O neuroblastoma é um tumor que se desenvolve a partir de células do sistema nervoso e afeta principalmente crianças menores de 10 anos. Sua forma mais agressiva é dependente de um receptor da selenoproteína P (LRP8) para supressão da ferroptose e proliferação. Considerando essa dependência, os pesquisadores investigaram o efeito da PRDX6 no neuroblastoma.

Para isso, eles usaram um modelo de xenoenxerto, implantando células de câncer de pacientes em animais para induzir o crescimento tumoral. Células modificadas foram então implantadas na glândula adrenal dos roedores. Aqueles com deleção de PRDX6 e SCLY apresentaram tumores reduzidos e sobreviveram por mais tempo em comparação com os animais com as enzimas intactas.
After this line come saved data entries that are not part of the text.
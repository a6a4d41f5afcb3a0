use std::sync::Arc;
use std::time::Instant;

use axum::extract::Request;
use axum::middleware::{self, Next};
use axum::response::Response;
use axum::{
    Router,
    routing::{get, post, put},
};

use super::{activity, auth, companies, grains, slices, sync};
use crate::auth::{Hasher, TokenIssuer};
use crate::config::ServerConfig;
use crate::error::{Error, Result};
use crate::remote::{Connector, HttpConnector};
use crate::store::Store;
use crate::sync::SyncEngine;
use crate::types::Settings;

pub struct AppState {
    pub store: Arc<dyn Store>,
    pub tokens: TokenIssuer,
    pub hasher: Hasher,
    /// This server's role and id, fixed at startup.
    pub settings: Settings,
    pub engine: Arc<SyncEngine>,
}

impl AppState {
    /// Builds the state for a server whose database has been initialized.
    pub fn new(store: Arc<dyn Store>, config: &ServerConfig) -> Result<Self> {
        let connector = Arc::new(HttpConnector {
            debug: config.debug,
        });
        Self::with_connector(store, config, connector)
    }

    pub fn with_connector(
        store: Arc<dyn Store>,
        config: &ServerConfig,
        connector: Arc<dyn Connector>,
    ) -> Result<Self> {
        let settings = store.settings()?.ok_or_else(|| {
            Error::Config("server not initialized, run 'sandpiper admin init' first".to_string())
        })?;
        let tokens = TokenIssuer::new(&config.jwt_secret)?;
        let engine = SyncEngine::new(
            store.clone(),
            connector,
            config.sync_key()?,
            settings.server_role,
        );
        Ok(Self {
            store,
            tokens,
            hasher: Hasher::new(),
            settings,
            engine: Arc::new(engine),
        })
    }
}

async fn health() -> &'static str {
    "OK"
}

async fn log_request(request: Request, next: Next) -> Response {
    let method = request.method().clone();
    let uri = request.uri().clone();
    let start = Instant::now();

    let response = next.run(request).await;

    let latency = start.elapsed();
    let status = response.status();

    tracing::info!(
        "{} {} {} {}ms",
        method,
        uri.path(),
        status.as_u16(),
        latency.as_millis()
    );

    response
}

fn v1_router() -> Router<Arc<AppState>> {
    Router::new()
        .route("/login", post(auth::login))
        .route("/refresh/{token}", get(auth::refresh))
        .route("/me", get(auth::me))
        .route("/role", get(auth::role))
        .route("/activity", get(activity::list_activity))
        .route("/sync/subs", get(sync::list_subscriptions))
        .route("/sync/slice/{id}", get(sync::slice_grains))
        .route("/sync/{primary_id}", post(sync::start_sync))
        .route("/companies", get(companies::list_companies))
        .route(
            "/companies/{id}",
            get(companies::get_company)
                .put(companies::update_company)
                .delete(companies::delete_company),
        )
        .route("/tags", post(slices::create_tag))
        .route("/slices", get(slices::list_slices).post(slices::create_slice))
        .route("/slices/name/{name}", get(slices::get_slice_by_name))
        .route("/slices/refresh/{id}", post(slices::refresh_slice))
        .route("/slices/lock/{id}", put(slices::lock_slice))
        .route("/slices/unlock/{id}", put(slices::unlock_slice))
        .route("/slices/{id}/tags/{tag}", put(slices::tag_slice))
        .route(
            "/slices/{id}",
            get(slices::get_slice)
                .put(slices::update_slice)
                .delete(slices::delete_slice),
        )
        .route("/grains", get(grains::list_grains).post(grains::create_grain))
        .route("/grains/slice/{id}", get(grains::slice_grains))
        .route("/grains/payload/{id}", get(grains::get_grain_payload))
        .route(
            "/grains/{id}",
            get(grains::get_grain).delete(grains::delete_grain),
        )
        .route(
            "/grains/{id}/{grain_key}",
            get(grains::get_grain_by_key).post(grains::upload_grain),
        )
}

pub fn create_router(state: Arc<AppState>) -> Router {
    Router::new()
        .route("/health", get(health))
        .nest("/v1", v1_router())
        .layer(middleware::from_fn(log_request))
        .with_state(state)
}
Isso sugere que, sem a PRDX6 e a SCLY, a via do selênio fica comprometida, levando à redução da expressão de GPX4 nas células tumorais, que se tornam mais suscetíveis à ferroptose.

No entanto, ainda é prematuro propor a inibição de PRDX6 como abordagem terapêutica. Segundo os autores, são necessários mais estudos para determinar se a PRDX6 poderia servir como alvo para o desenvolvimento de medicamentos.
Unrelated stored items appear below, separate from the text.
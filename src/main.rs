use std::fs;
use std::path::PathBuf;
use std::sync::Arc;

use anyhow::{Context, bail};
use chrono::Utc;
use clap::{Args, Parser, Subcommand};
use tracing::info;
use tracing_subscriber::EnvFilter;
use uuid::Uuid;

use sandpiper::auth::Hasher;
use sandpiper::config::ServerConfig;
use sandpiper::credentials::{Credentials, SyncKey};
use sandpiper::server::{AppState, create_router};
use sandpiper::store::{SqliteStore, Store};
use sandpiper::types::{Company, Role, ServerRole, Settings, Subscription, User};

#[derive(Parser)]
#[command(name = "sandpiper")]
#[command(about = "A federation server for syncing slices between partners", long_about = None)]
struct Cli {
    #[command(subcommand)]
    command: Commands,
}

#[derive(Subcommand)]
enum Commands {
    /// Administrative commands
    Admin {
        #[command(subcommand)]
        command: AdminCommands,
    },

    /// Start the server
    Serve {
        /// Host to bind to
        #[arg(long, default_value = "127.0.0.1")]
        host: String,

        /// Port to bind to
        #[arg(long, short, default_value = "8080")]
        port: u16,

        #[command(flatten)]
        data: DataDir,

        /// Allow remote calls to run for up to an hour
        #[arg(long)]
        debug: bool,

        /// Base64 AES-256 key sealing primaries' sync credentials
        #[arg(long, env = "SANDPIPER_KEY", hide_env_values = true)]
        sync_key: Option<String>,

        /// Secret used to sign access and refresh tokens
        #[arg(long, env = "SANDPIPER_JWT_SECRET", hide_env_values = true)]
        jwt_secret: String,
    },
}

#[derive(Args)]
struct DataDir {
    /// Data directory for the database
    #[arg(long, default_value = "./data")]
    data_dir: PathBuf,
}

impl DataDir {
    fn open(&self) -> anyhow::Result<SqliteStore> {
        let config = ServerConfig {
            data_dir: self.data_dir.clone(),
            ..ServerConfig::default()
        };
        let db_path = config.db_path();
        if !db_path.exists() {
            bail!("Server not initialized. Run 'sandpiper admin init' first to create the database.");
        }
        let store = SqliteStore::new(&db_path)?;
        store.initialize()?;
        Ok(store)
    }
}

#[derive(Subcommand)]
enum AdminCommands {
    /// Initialize the server (create database, settings, and first admin)
    Init {
        #[command(flatten)]
        data: DataDir,

        /// Whether this server publishes (primary) or subscribes (secondary)
        #[arg(long)]
        role: ServerRole,

        /// Name of the company running this server
        #[arg(long)]
        company: String,

        /// Username for the initial super admin
        #[arg(long, default_value = "admin")]
        username: String,

        /// Password for the initial super admin (prompted when omitted)
        #[arg(long)]
        password: Option<String>,

        /// Skip interactive prompts
        #[arg(long)]
        non_interactive: bool,
    },

    /// Register a company
    AddCompany {
        #[command(flatten)]
        data: DataDir,

        #[arg(long)]
        name: String,
    },

    /// Create a user within a company
    AddUser {
        #[command(flatten)]
        data: DataDir,

        /// Company the user belongs to
        #[arg(long)]
        company: String,

        #[arg(long)]
        username: String,

        /// One of super_admin, admin, company_admin, sync_user
        #[arg(long, default_value = "company_admin")]
        role: Role,

        #[arg(long, default_value = "")]
        email: String,

        /// Password (prompted when omitted)
        #[arg(long)]
        password: Option<String>,
    },

    /// Register a primary this secondary syncs from
    AddPrimary {
        #[command(flatten)]
        data: DataDir,

        /// Company name of the primary
        #[arg(long)]
        name: String,

        /// Base URL of the primary, e.g. https://sandpiper.example.com
        #[arg(long)]
        addr: String,

        /// Username this server logs into the primary with
        #[arg(long)]
        username: String,

        /// Password for that user (prompted when omitted)
        #[arg(long)]
        password: Option<String>,

        /// Base64 AES-256 key sealing the stored credentials
        #[arg(long, env = "SANDPIPER_KEY", hide_env_values = true)]
        sync_key: String,
    },

    /// Subscribe a company to a slice on this primary
    Subscribe {
        #[command(flatten)]
        data: DataDir,

        /// Subscribing company
        #[arg(long)]
        company: String,

        /// Slice name
        #[arg(long)]
        slice: String,

        /// Subscription name (defaults to "<company>-<slice>")
        #[arg(long)]
        name: Option<String>,
    },

    /// Print a fresh sync key
    GenKey,
}

fn prompt_password(given: Option<String>, non_interactive: bool) -> anyhow::Result<String> {
    if let Some(password) = given {
        return Ok(password);
    }
    if non_interactive {
        bail!("--password is required with --non-interactive");
    }
    let password = inquire::Password::new("Password:")
        .with_validator(|input: &str| {
            if input.is_empty() {
                Err("Password cannot be empty".into())
            } else {
                Ok(inquire::validator::Validation::Valid)
            }
        })
        .prompt()?;
    Ok(password)
}

fn new_company(name: &str) -> Company {
    let now = Utc::now();
    Company {
        id: Uuid::new_v4(),
        name: name.to_string(),
        sync_addr: String::new(),
        sync_api_key: String::new(),
        active: true,
        created_at: now,
        updated_at: now,
    }
}

fn find_company(store: &SqliteStore, name: &str) -> anyhow::Result<Company> {
    store
        .company_by_name(name)?
        .with_context(|| format!("company '{name}' not found"))
}

fn create_user(
    store: &SqliteStore,
    company: &Company,
    username: &str,
    email: &str,
    role: Role,
    password: &str,
) -> anyhow::Result<User> {
    let user = User {
        id: Uuid::new_v4(),
        company_id: company.id,
        username: username.to_string(),
        email: email.to_string(),
        password_hash: Hasher::new().hash(password)?,
        role,
        active: true,
        created_at: Utc::now(),
    };
    store.create_user(&user)?;
    Ok(user)
}

fn run_init(
    data_dir: PathBuf,
    role: ServerRole,
    company: String,
    username: String,
    password: Option<String>,
    non_interactive: bool,
) -> anyhow::Result<()> {
    fs::create_dir_all(&data_dir)?;
    let config = ServerConfig {
        data_dir,
        ..ServerConfig::default()
    };
    let store = SqliteStore::new(config.db_path())?;
    store.initialize()?;

    if let Some(settings) = store.settings()? {
        bail!(
            "Server already initialized as {} ({}).",
            settings.server_role,
            settings.server_id
        );
    }

    let password = prompt_password(password, non_interactive)?;
    let company = new_company(&company);
    store.create_company(&company)?;
    create_user(&store, &company, &username, "", Role::SuperAdmin, &password)?;

    let settings = Settings {
        server_role: role,
        server_id: Uuid::new_v4(),
    };
    store.save_settings(&settings)?;

    println!();
    println!("========================================");
    println!("Initialized {role} server {}", settings.server_id);
    println!("Company:     {}", company.name);
    println!("Super admin: {username}");
    println!("Database:    {}", config.db_path().display());
    println!("========================================");
    println!();

    Ok(())
}

fn run_admin(command: AdminCommands) -> anyhow::Result<()> {
    match command {
        AdminCommands::Init {
            data,
            role,
            company,
            username,
            password,
            non_interactive,
        } => run_init(data.data_dir, role, company, username, password, non_interactive),
        AdminCommands::AddCompany { data, name } => {
            let store = data.open()?;
            let company = new_company(&name);
            store.create_company(&company)?;
            println!("Created company '{}' ({})", company.name, company.id);
            Ok(())
        }
        AdminCommands::AddUser {
            data,
            company,
            username,
            role,
            email,
            password,
        } => {
            let store = data.open()?;
            let company = find_company(&store, &company)?;
            let password = prompt_password(password, false)?;
            let user = create_user(&store, &company, &username, &email, role, &password)?;
            println!("Created {} '{}' in '{}'", user.role, user.username, company.name);
            Ok(())
        }
        AdminCommands::AddPrimary {
            data,
            name,
            addr,
            username,
            password,
            sync_key,
        } => {
            let store = data.open()?;
            let key = SyncKey::from_base64(&sync_key)?;
            let password = prompt_password(password, false)?;
            let mut company = new_company(&name);
            company.sync_addr = addr.trim_end_matches('/').to_string();
            company.sync_api_key = Credentials::new(username, password).encrypt(&key)?;
            store.create_company(&company)?;
            println!("Registered primary '{}' ({})", company.name, company.id);
            println!("Start a sync with: POST /v1/sync/{}", company.id);
            Ok(())
        }
        AdminCommands::Subscribe {
            data,
            company,
            slice,
            name,
        } => {
            let store = data.open()?;
            let company = find_company(&store, &company)?;
            let slice = store.slice_by_name(&slice)?;
            let name = name.unwrap_or_else(|| format!("{}-{}", company.name, slice.name));
            let sub = Subscription::new(slice.id, company.id, name);
            store.add_subscription(&sub, &slice)?;
            println!("Subscribed '{}' to '{}' ({})", company.name, slice.name, sub.sub_id);
            Ok(())
        }
        AdminCommands::GenKey => {
            println!("{}", SyncKey::generate().to_base64());
            Ok(())
        }
    }
}

#[tokio::main]
async fn main() -> anyhow::Result<()> {
    tracing_subscriber::fmt()
        .with_env_filter(EnvFilter::from_default_env().add_directive("sandpiper=info".parse()?))
        .init();

    let cli = Cli::parse();

    match cli.command {
        Commands::Admin { command } => run_admin(command)?,
        Commands::Serve {
            host,
            port,
            data,
            debug,
            sync_key,
            jwt_secret,
        } => {
            let store = data.open()?;
            let config = ServerConfig {
                host,
                port,
                data_dir: data.data_dir,
                debug,
                sync_key,
                jwt_secret,
            };

            let state = Arc::new(AppState::new(Arc::new(store), &config)?);
            info!(
                role = %state.settings.server_role,
                server_id = %state.settings.server_id,
                "Loaded settings"
            );

            let app = create_router(state);
            let addr = config.socket_addr()?;

            info!("Starting server on {}", addr);

            let listener = tokio::net::TcpListener::bind(addr).await?;
            axum::serve(listener, app).await?;
        }
    }

    Ok(())
}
Por outro lado, impedir a ferroptose também pode ter potencial terapêutico. “Evidências sugerem que a ferroptose pode contribuir para a morte de neurônios motores na esclerose lateral amiotrófica [ELA]. Então, é uma via que, se entendermos como acontece, podemos prevenir essa morte por ferroptose. Há dois lados, podemos induzir a ferroptose para fins terapêuticos no câncer ou prevenir a ferroptose e tratar uma doença neurodegenerativa. Então, a gente tenta explorar em ambos os sentidos,” diz Miyamoto.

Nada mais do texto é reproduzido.